(Source data)
╭──

use std::env;
use std::fs;
use std::path::{Path, PathBuf};

use serde::{Deserialize, Serialize};
use thiserror::Error;

use crate::mining::{DEFAULT_MIN_CONFIDENCE, DEFAULT_MIN_SUPPORT, DEFAULT_MIN_TRANSACTIONS};

#[derive(Clone, Debug)]
pub struct AppConfig {
    pub database: DatabaseConfig,
    pub mining: MiningConfig,
    pub server: ServerConfig,
    pub logging: LoggingConfig,
}

#[derive(Clone, Debug)]
pub struct DatabaseConfig {
    pub url: String,
    pub max_connections: u32,
    pub timeout_secs: u64,
}

#[derive(Clone, Debug)]
pub struct MiningConfig {
    pub min_support: f64,
    pub min_confidence: f64,
    pub cache_ttl_secs: u64,
    pub min_transactions: usize,
}

#[derive(Clone, Debug)]
pub struct ServerConfig {
    pub bind_address: String,
    pub api_port: u16,
    pub health_check_port: u16,
    pub graceful_shutdown_secs: u64,
}

#[derive(Clone, Debug)]
pub struct LoggingConfig {
    pub level: String,
    pub format: LogFormat,
}

#[derive(Clone, Copy, Debug, PartialEq, Eq, Serialize, Deserialize)]
#[serde(rename_all = "snake_case")]
pub enum LogFormat {
    Compact,
    Pretty,
    Json,
}

#[derive(Clone, Debug, Default)]
pub struct ConfigOverrides {
    pub database_url: Option<String>,
    pub log_level: Option<String>,
    pub min_support: Option<f64>,
    pub min_confidence: Option<f64>,
    pub cache_ttl_secs: Option<u64>,
    pub min_transactions: Option<usize>,
}

#[derive(Clone, Debug, Default)]
pub struct LoadOptions {
    pub config_path: Option<PathBuf>,
    pub require_file: bool,
    pub overrides: ConfigOverrides,
}

#[derive(Debug, Error)]
pub enum ConfigError {
    #[error("could not read config file `{path}`: {source}")]
    ReadFile { path: PathBuf, source: std::io::Error },
    #[error("could not parse config file `{path}`: {source}")]
    ParseFile { path: PathBuf, source: toml::de::Error },
    #[error("required config file was not found: `{0}`")]
    MissingConfigFile(PathBuf),
    #[error("environment variable interpolation failed for `{var}`")]
    MissingEnvInterpolation { var: String },
    #[error("unterminated environment interpolation expression")]
    UnterminatedInterpolation,
    #[error("invalid environment override for `{key}`: `{value}`")]
    InvalidEnvOverride { key: String, value: String },
    #[error("configuration validation failed: {0}")]
    Validation(String),
}

impl Default for AppConfig {
    fn default() -> Self {
        Self {
            database: DatabaseConfig {
                url: "sqlite://basketry.db".to_string(),
                max_connections: 5,
                timeout_secs: 30,
            },
            mining: MiningConfig {
                min_support: DEFAULT_MIN_SUPPORT,
                min_confidence: DEFAULT_MIN_CONFIDENCE,
                cache_ttl_secs: 86_400,
                min_transactions: DEFAULT_MIN_TRANSACTIONS,
            },
            server: ServerConfig {
                bind_address: "127.0.0.1".to_string(),
                api_port: 8080,
                health_check_port: 8081,
                graceful_shutdown_secs: 15,
            },
            logging: LoggingConfig { level: "info".to_string(), format: LogFormat::Compact },
        }
    }
}

impl std::str::FromStr for LogFormat {
    type Err = ConfigError;

    fn from_str(value: &str) -> Result<Self, Self::Err> {
        match value.trim().to_ascii_lowercase().as_str() {
            "compact" => Ok(Self::Compact),
            "pretty" => Ok(Self::Pretty),
            "json" => Ok(Self::Json),
            other => Err(ConfigError::Validation(format!(
                "unsupported log format `{other}` (expected compact|pretty|json)"
            ))),
        }
    }
}

impl AppConfig {
    pub fn load(options: LoadOptions) -> Result<Self, ConfigError> {
        let mut config = Self::default();
        let maybe_path = resolve_config_path(options.config_path.as_deref());

        if let Some(path) = maybe_path {
            let patch = read_patch(&path)?;
            config.apply_patch(patch);
        } else if options.require_file {
            let expected = options.config_path.unwrap_or_else(|| PathBuf::from("basketry.toml"));
            return Err(ConfigError::MissingConfigFile(expected));
        }

        config.apply_env_overrides()?;
        config.apply_overrides(options.overrides);
        config.validate()?;

        Ok(config)
    }

    fn apply_patch(&mut self, patch: ConfigPatch) {
        if let Some(database) = patch.database {
            if let Some(url) = database.url {
                self.database.url = url;
            }
            if let Some(max_connections) = database.max_connections {
                self.database.max_connections = max_connections;
            }
            if let Some(timeout_secs) = database.timeout_secs {
                self.database.timeout_secs = timeout_secs;
            }
        }

        if let Some(mining) = patch.mining {
            if let Some(min_support) = mining.min_support {
                self.mining.min_support = min_support;
            }
            if let Some(min_confidence) = mining.min_confidence {
                self.mining.min_confidence = min_confidence;
            }
            if let Some(cache_ttl_secs) = mining.cache_ttl_secs {
                self.mining.cache_ttl_secs = cache_ttl_secs;
            }
            if let Some(min_transactions) = mining.min_transactions {
                self.mining.min_transactions = min_transactions;
            }
        }

        if let Some(server) = patch.server {
            if let Some(bind_address) = server.bind_address {
                self.server.bind_address = bind_address;
            }
            if let Some(api_port) = server.api_port {
                self.server.api_port = api_port;
            }
            if let Some(health_check_port) = server.health_check_port {
                self.server.health_check_port = health_check_port;
            }
            if let Some(graceful_shutdown_secs) = server.graceful_shutdown_secs {
                self.server.graceful_shutdown_secs = graceful_shutdown_secs;
            }
        }

        if let Some(logging) = patch.logging {
            if let Some(level) = logging.level {
                self.logging.level = level;
            }
            if let Some(format) = logging.format {
                self.logging.format = format;
            }
        }
    }

    fn apply_env_overrides(&mut self) -> Result<(), ConfigError> {
        if let Some(value) = read_env("BASKETRY_DATABASE_URL") {
            self.database.url = value;
        }
        if let Some(value) = read_env("BASKETRY_DATABASE_MAX_CONNECTIONS") {
            self.database.max_connections = parse_u32("BASKETRY_DATABASE_MAX_CONNECTIONS", &value)?;
        }
        if let Some(value) = read_env("BASKETRY_DATABASE_TIMEOUT_SECS") {
            self.database.timeout_secs = parse_u64("BASKETRY_DATABASE_TIMEOUT_SECS", &value)?;
        }

        if let Some(value) = read_env("BASKETRY_MINING_MIN_SUPPORT") {
            self.mining.min_support = parse_f64("BASKETRY_MINING_MIN_SUPPORT", &value)?;
        }
        if let Some(value) = read_env("BASKETRY_MINING_MIN_CONFIDENCE") {
            self.mining.min_confidence = parse_f64("BASKETRY_MINING_MIN_CONFIDENCE", &value)?;
        }
        if let Some(value) = read_env("BASKETRY_MINING_CACHE_TTL_SECS") {
            self.mining.cache_ttl_secs = parse_u64("BASKETRY_MINING_CACHE_TTL_SECS", &value)?;
        }
        if let Some(value) = read_env("BASKETRY_MINING_MIN_TRANSACTIONS") {
            self.mining.min_transactions =
                parse_u64("BASKETRY_MINING_MIN_TRANSACTIONS", &value)? as usize;
        }

        if let Some(value) = read_env("BASKETRY_SERVER_BIND_ADDRESS") {
            self.server.bind_address = value;
        }
        if let Some(value) = read_env("BASKETRY_SERVER_API_PORT") {
            self.server.api_port = parse_u16("BASKETRY_SERVER_API_PORT", &value)?;
        }
        if let Some(value) = read_env("BASKETRY_SERVER_HEALTH_CHECK_PORT") {
            self.server.health_check_port =
                parse_u16("BASKETRY_SERVER_HEALTH_CHECK_PORT", &value)?;
        }
        if let Some(value) = read_env("BASKETRY_SERVER_GRACEFUL_SHUTDOWN_SECS") {
            self.server.graceful_shutdown_secs =
                parse_u64("BASKETRY_SERVER_GRACEFUL_SHUTDOWN_SECS", &value)?;
        }

        let log_level =
            read_env("BASKETRY_LOGGING_LEVEL").or_else(|| read_env("BASKETRY_LOG_LEVEL"));
        if let Some(value) = log_level {
            self.logging.level = value;
        }
        let log_format =
            read_env("BASKETRY_LOGGING_FORMAT").or_else(|| read_env("BASKETRY_LOG_FORMAT"));
        if let Some(value) = log_format {
            self.logging.format = value.parse()?;
        }

        Ok(())
    }

    fn apply_overrides(&mut self, overrides: ConfigOverrides) {
        if let Some(database_url) = overrides.database_url {
            self.database.url = database_url;
        }
        if let Some(log_level) = overrides.log_level {
            self.logging.level = log_level;
        }
        if let Some(min_support) = overrides.min_support {
            self.mining.min_support = min_support;
        }
        if let Some(min_confidence) = overrides.min_confidence {
            self.mining.min_confidence = min_confidence;
        }
        if let Some(cache_ttl_secs) = overrides.cache_ttl_secs {
            self.mining.cache_ttl_secs = cache_ttl_secs;
        }
        if let Some(min_transactions) = overrides.min_transactions {
            self.mining.min_transactions = min_transactions;
        }
    }

    pub fn validate(&self) -> Result<(), ConfigError> {
        validate_database(&self.database)?;
        validate_mining(&self.mining)?;
        validate_server(&self.server)?;
        validate_logging(&self.logging)?;
        Ok(())
    }
}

╰──

EXERCISE DESCRIPTION ▸
The number alone is wanted: how many lines of the records above include the string "Deserialize".

ANSWER AREA ▸
2